Your goal: Pull every line containing "join" from the data.
------ Supplied records ------
use std::fmt;
use serde::Serialize;
use thiserror::Error;
use uuid::Uuid;

/// Database errors
#[derive(Debug, Error)]
pub enum DbError {
    #[error("SQLx error: {0}")]
    Sqlx(#[from] sqlx::Error),

    #[error("Connection pool error: {0}")]
    ConnectionPool(String),

    #[error("Transaction error: {0}")]
    Transaction(String),

    #[error("Query error: {0}")]
    Query(String),

    #[error("Error executing statement: {0}")]
    Execution(String),

    #[error("Record not found: {0} with ID {1}")]
    NotFound(String, String),

    #[error("Conflict error: {0}")]
    Conflict(String),

    #[error("Database is locked")]
    Locked,

    #[error("Migration error: {0}")]
    Migration(String),

    #[error("Database error: {0}")]
    Other(String),
}

impl serde::Serialize for DbError {
    fn serialize<S>(&self, serializer: S) -> Result<S::Ok, S::Error>
    where
        S: serde::Serializer,
    {
        use serde::ser::SerializeStruct;
        let mut state = serializer.serialize_struct("DbError", 2)?;
        let (kind, message) = match self {
            DbError::Sqlx(err) => ("Sqlx", err.to_string()),
            DbError::ConnectionPool(s) => ("ConnectionPool", s.clone()),
            DbError::Transaction(s) => ("Transaction", s.clone()),
            DbError::Query(s) => ("Query", s.clone()),
            DbError::Execution(s) => ("Execution", s.clone()),
            DbError::NotFound(s1, s2) => (
                "NotFound",
                format!("Record not found: {} with ID {}", s1, s2),
            ),
            DbError::Conflict(s) => ("Conflict", s.clone()),
            DbError::Locked => ("Locked", "Database is locked".to_string()),
            DbError::Migration(s) => ("Migration", s.clone()),
            DbError::Other(s) => ("Other", s.clone()),
        };
        state.serialize_field("type", kind)?;
        state.serialize_field("message", &message)?;
        state.end()
    }
}

/// Manual Clone implementation for DbError
impl Clone for DbError {
    fn clone(&self) -> Self {
        match self {
            DbError::Sqlx(err) => DbError::Other(format!("SQLx error: {}", err)),
            DbError::ConnectionPool(s) => DbError::ConnectionPool(s.clone()),
            DbError::Transaction(s) => DbError::Transaction(s.clone()),
            DbError::Query(s) => DbError::Query(s.clone()),
            DbError::Execution(s) => DbError::Execution(s.clone()),
            DbError::NotFound(s1, s2) => DbError::NotFound(s1.clone(), s2.clone()),
            DbError::Conflict(s) => DbError::Conflict(s.clone()),
            DbError::Locked => DbError::Locked,
            DbError::Migration(s) => DbError::Migration(s.clone()),
            DbError::Other(s) => DbError::Other(s.clone()),
        }
    }
}

/// Domain-level errors
#[derive(Debug, Error, Clone, Serialize)]
pub enum DomainError {
    #[error("Database error: {0}")]
    Database(#[from] DbError),

    #[error("Authorization failed: {0}")]
    AuthorizationFailed(String),

    #[error("Invalid UUID: {0}")]
    InvalidUuid(String),

    #[error("Entity not found: {0} with ID {1}")]
    EntityNotFound(String, Uuid),

    #[error("Cannot delete {entity_type} with ID {id} due to dependent records in: {}", .dependencies.join(", "))]
    DependentRecordsExist {
        entity_type: String,
        id: Uuid,
        dependencies: Vec<String>,
    },

    #[error("Validation error: {0}")]
    Validation(#[from] ValidationError),

    #[error("Cannot perform operation on deleted entity: {0} with ID {1}")]
    DeletedEntity(String, Uuid),

    #[error("Internal error: {0}")]
    Internal(String),

    #[error("External error: {0}")]
    External(String),
}

/// Service-level errors (application specific)
#[derive(Debug, Error, Clone, Serialize)]
pub enum ServiceError {
    #[error("Domain error: {0}")]
    Domain(#[from] DomainError),

    #[error("Cannot delete record due to dependencies in: {}", .0.join(", "))]
    DependenciesPreventDeletion(Vec<String>),

    #[error("Authentication error: {0}")]
    Authentication(String),

    #[error("Permission denied: {0}")]
    PermissionDenied(String),

    #[error("Service unavailable: {0}")]
    ServiceUnavailable(String),

    #[error("Configuration error: {0}")]
    Configuration(String),
}

/// Validation errors
#[derive(Debug, Error, Clone, Serialize)]
pub enum ValidationError {
    #[error("Field '{field}' is required")]
    Required { field: String },

    #[error("Field '{field}' must be at least {min} characters")]
    MinLength { field: String, min: usize },

    #[error("Field '{field}' cannot exceed {max} characters")]
    MaxLength { field: String, max: usize },

    #[error("Field '{field}' must be between {min} and {max}")]
    Range {
        field: String,
        min: String,
        max: String,
    },

    #[error("Field '{field}' contains invalid format: {reason}")]
    Format { field: String, reason: String },

    #[error("Field '{field}' must be unique")]
    Unique { field: String },

    #[error("Field '{field}' contains an invalid value: {reason}")]
    InvalidValue { field: String, reason: String },

    #[error("Entity is invalid: {0}")]
    Entity(String),

    #[error("Relationship error: {0}")]
    Relationship(String),

    #[error("Validation error: {0}")]
    Custom(String),
}

impl ValidationError {
    pub fn required(field: &str) -> Self {
        Self::Required {
            field: field.to_string(),
        }
    }

    pub fn min_length(field: &str, min: usize) -> Self {
        Self::MinLength {
            field: field.to_string(),
            min,
        }
    }

    pub fn max_length(field: &str, max: usize) -> Self {
        Self::MaxLength {
            field: field.to_string(),
            max,
        }
    }

    pub fn range<T: fmt::Display>(field: &str, min: T, max: T) -> Self {
        Self::Range {
            field: field.to_string(),
            min: min.to_string(),
            max: max.to_string(),
        }
    }

    pub fn format(field: &str, reason: &str) -> Self {
        Self::Format {
            field: field.to_string(),
            reason: reason.to_string(),
        }
    }

    pub fn unique(field: &str) -> Self {
        Self::Unique {
            field: field.to_string(),
        }
    }

    pub fn invalid_value(field: &str, reason: &str) -> Self {
        Self::InvalidValue {
            field: field.to_string(),
            reason: reason.to_string(),
        }
    }

    pub fn entity(message: &str) -> Self {
        Self::Entity(message.to_string())
    }

    pub fn relationship(message: &str) -> Self {
        Self::Relationship(message.to_string())
    }

    pub fn custom(message: &str) -> Self {
        Self::Custom(message.to_string())
    }
}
------
Solution to this task:
    #[error("Cannot delete {entity_type} with ID {id} due to dependent records in: {}", .dependencies.join(", "))]
    #[error("Cannot delete record due to dependencies in: {}", .0.join(", "))]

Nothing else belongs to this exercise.